-- Task description --
The only thing to send back is the number of lines below that hold the string "MailhookError".

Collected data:
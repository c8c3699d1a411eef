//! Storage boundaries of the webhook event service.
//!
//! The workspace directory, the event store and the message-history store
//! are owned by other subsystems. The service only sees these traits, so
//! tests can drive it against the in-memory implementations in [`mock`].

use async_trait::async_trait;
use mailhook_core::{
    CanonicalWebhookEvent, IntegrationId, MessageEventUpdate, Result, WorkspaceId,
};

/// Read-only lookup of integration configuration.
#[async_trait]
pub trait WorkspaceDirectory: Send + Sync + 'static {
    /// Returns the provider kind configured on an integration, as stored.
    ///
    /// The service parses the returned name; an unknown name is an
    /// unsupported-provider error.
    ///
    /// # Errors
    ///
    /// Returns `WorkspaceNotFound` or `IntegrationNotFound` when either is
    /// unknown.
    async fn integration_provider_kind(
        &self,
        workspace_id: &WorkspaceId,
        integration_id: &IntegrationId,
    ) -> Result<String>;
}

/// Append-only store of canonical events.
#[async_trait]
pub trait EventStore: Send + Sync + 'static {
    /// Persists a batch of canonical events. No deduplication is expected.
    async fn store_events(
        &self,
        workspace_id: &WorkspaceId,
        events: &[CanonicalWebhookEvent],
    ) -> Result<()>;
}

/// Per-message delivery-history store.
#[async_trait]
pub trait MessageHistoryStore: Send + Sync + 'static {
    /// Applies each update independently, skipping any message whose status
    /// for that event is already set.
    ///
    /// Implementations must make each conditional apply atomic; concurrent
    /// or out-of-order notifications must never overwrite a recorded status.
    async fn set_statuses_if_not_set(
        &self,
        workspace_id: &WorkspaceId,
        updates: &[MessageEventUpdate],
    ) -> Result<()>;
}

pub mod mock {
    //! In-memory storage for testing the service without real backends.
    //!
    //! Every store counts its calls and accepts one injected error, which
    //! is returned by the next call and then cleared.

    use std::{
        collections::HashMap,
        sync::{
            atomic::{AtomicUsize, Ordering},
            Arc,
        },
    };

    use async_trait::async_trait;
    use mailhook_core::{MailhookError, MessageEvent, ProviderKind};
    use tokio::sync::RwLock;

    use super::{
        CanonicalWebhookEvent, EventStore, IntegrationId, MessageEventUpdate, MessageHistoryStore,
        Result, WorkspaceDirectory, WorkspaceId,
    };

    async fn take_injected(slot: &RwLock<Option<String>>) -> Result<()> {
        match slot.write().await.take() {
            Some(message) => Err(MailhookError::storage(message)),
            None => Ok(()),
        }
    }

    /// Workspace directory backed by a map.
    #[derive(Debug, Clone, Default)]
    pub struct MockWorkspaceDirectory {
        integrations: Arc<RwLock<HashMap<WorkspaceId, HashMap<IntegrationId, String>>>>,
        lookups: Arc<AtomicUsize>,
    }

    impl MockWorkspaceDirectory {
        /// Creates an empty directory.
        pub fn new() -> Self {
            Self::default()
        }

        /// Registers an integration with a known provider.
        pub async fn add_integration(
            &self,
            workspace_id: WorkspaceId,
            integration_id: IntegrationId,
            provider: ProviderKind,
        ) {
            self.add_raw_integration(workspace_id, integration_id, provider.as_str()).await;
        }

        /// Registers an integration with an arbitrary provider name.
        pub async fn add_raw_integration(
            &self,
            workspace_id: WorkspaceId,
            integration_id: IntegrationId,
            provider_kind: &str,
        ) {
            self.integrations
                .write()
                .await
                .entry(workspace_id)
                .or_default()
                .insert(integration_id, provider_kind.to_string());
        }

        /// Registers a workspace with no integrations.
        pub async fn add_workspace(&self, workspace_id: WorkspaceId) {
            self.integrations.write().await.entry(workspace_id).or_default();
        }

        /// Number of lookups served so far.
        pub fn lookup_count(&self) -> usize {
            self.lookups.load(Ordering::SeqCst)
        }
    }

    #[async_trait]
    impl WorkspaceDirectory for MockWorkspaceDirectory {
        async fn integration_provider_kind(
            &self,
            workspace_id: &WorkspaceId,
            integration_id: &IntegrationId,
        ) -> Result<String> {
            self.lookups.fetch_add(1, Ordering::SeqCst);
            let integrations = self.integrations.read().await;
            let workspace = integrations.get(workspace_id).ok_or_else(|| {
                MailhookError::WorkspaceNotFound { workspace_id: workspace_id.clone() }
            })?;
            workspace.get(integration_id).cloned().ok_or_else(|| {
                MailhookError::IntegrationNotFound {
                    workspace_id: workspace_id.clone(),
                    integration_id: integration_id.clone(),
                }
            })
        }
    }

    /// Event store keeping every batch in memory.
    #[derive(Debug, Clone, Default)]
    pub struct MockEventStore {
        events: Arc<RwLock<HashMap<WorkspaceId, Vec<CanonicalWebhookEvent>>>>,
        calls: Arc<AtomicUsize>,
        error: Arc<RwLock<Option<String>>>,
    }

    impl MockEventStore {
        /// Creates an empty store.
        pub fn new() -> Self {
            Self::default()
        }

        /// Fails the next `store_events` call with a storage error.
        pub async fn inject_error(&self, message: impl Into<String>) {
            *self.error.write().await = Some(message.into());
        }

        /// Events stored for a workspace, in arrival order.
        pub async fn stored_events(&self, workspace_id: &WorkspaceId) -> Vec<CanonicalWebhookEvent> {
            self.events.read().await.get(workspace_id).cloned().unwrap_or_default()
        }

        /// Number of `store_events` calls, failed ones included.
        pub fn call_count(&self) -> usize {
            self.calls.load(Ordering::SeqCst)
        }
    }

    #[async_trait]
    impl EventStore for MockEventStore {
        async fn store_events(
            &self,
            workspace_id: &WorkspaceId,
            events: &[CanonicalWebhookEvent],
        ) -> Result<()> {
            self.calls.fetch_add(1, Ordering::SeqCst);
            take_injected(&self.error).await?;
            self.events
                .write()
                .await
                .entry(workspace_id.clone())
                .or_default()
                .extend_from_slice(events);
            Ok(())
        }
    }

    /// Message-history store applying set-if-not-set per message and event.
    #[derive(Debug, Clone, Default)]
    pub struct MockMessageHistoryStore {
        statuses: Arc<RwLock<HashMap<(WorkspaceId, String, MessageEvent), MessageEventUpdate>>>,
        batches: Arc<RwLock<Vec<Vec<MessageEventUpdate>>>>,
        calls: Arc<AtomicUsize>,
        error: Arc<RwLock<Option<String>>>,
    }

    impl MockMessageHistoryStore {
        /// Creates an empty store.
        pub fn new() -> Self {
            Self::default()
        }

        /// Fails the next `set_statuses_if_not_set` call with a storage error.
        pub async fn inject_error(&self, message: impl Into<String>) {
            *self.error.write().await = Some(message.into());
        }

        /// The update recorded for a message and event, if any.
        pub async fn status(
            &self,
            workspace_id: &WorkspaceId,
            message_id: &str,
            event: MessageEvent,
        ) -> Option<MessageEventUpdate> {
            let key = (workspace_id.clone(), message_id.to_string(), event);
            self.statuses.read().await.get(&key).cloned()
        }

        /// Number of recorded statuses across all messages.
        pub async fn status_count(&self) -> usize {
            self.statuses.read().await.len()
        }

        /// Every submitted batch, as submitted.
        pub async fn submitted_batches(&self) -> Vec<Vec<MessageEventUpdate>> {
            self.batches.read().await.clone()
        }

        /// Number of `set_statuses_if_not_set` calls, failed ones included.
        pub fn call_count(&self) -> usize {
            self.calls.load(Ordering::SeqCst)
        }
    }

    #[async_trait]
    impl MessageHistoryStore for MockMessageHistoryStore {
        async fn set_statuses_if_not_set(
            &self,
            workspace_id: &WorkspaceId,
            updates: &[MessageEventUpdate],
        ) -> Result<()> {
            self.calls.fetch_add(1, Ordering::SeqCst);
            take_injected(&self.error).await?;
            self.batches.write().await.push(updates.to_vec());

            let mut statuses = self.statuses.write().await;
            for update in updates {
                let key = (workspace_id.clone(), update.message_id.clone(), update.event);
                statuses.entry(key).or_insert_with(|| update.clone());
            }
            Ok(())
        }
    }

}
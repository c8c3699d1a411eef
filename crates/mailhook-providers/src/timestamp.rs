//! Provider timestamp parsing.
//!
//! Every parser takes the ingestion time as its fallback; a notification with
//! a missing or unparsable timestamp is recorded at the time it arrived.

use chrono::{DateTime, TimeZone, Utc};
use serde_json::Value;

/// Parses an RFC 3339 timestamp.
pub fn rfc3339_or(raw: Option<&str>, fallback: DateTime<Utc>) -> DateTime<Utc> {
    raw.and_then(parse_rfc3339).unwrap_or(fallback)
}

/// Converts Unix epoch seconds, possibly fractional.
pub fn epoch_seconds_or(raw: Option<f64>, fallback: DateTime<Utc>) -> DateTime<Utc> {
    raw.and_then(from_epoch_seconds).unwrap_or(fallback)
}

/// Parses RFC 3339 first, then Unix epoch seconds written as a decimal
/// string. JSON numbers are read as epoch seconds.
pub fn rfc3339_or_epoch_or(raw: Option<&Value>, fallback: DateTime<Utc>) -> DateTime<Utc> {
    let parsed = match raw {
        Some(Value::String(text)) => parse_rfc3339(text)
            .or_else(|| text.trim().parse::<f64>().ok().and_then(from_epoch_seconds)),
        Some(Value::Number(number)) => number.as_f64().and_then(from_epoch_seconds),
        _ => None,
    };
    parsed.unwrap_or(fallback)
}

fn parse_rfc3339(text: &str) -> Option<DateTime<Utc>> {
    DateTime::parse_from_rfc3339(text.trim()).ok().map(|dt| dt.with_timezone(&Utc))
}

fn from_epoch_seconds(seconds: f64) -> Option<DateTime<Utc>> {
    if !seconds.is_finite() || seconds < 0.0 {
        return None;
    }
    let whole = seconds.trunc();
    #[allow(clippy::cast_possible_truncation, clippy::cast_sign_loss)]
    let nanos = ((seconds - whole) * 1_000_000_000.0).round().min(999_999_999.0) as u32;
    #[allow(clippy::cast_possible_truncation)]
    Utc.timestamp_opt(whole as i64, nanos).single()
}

-- Exercise output --
4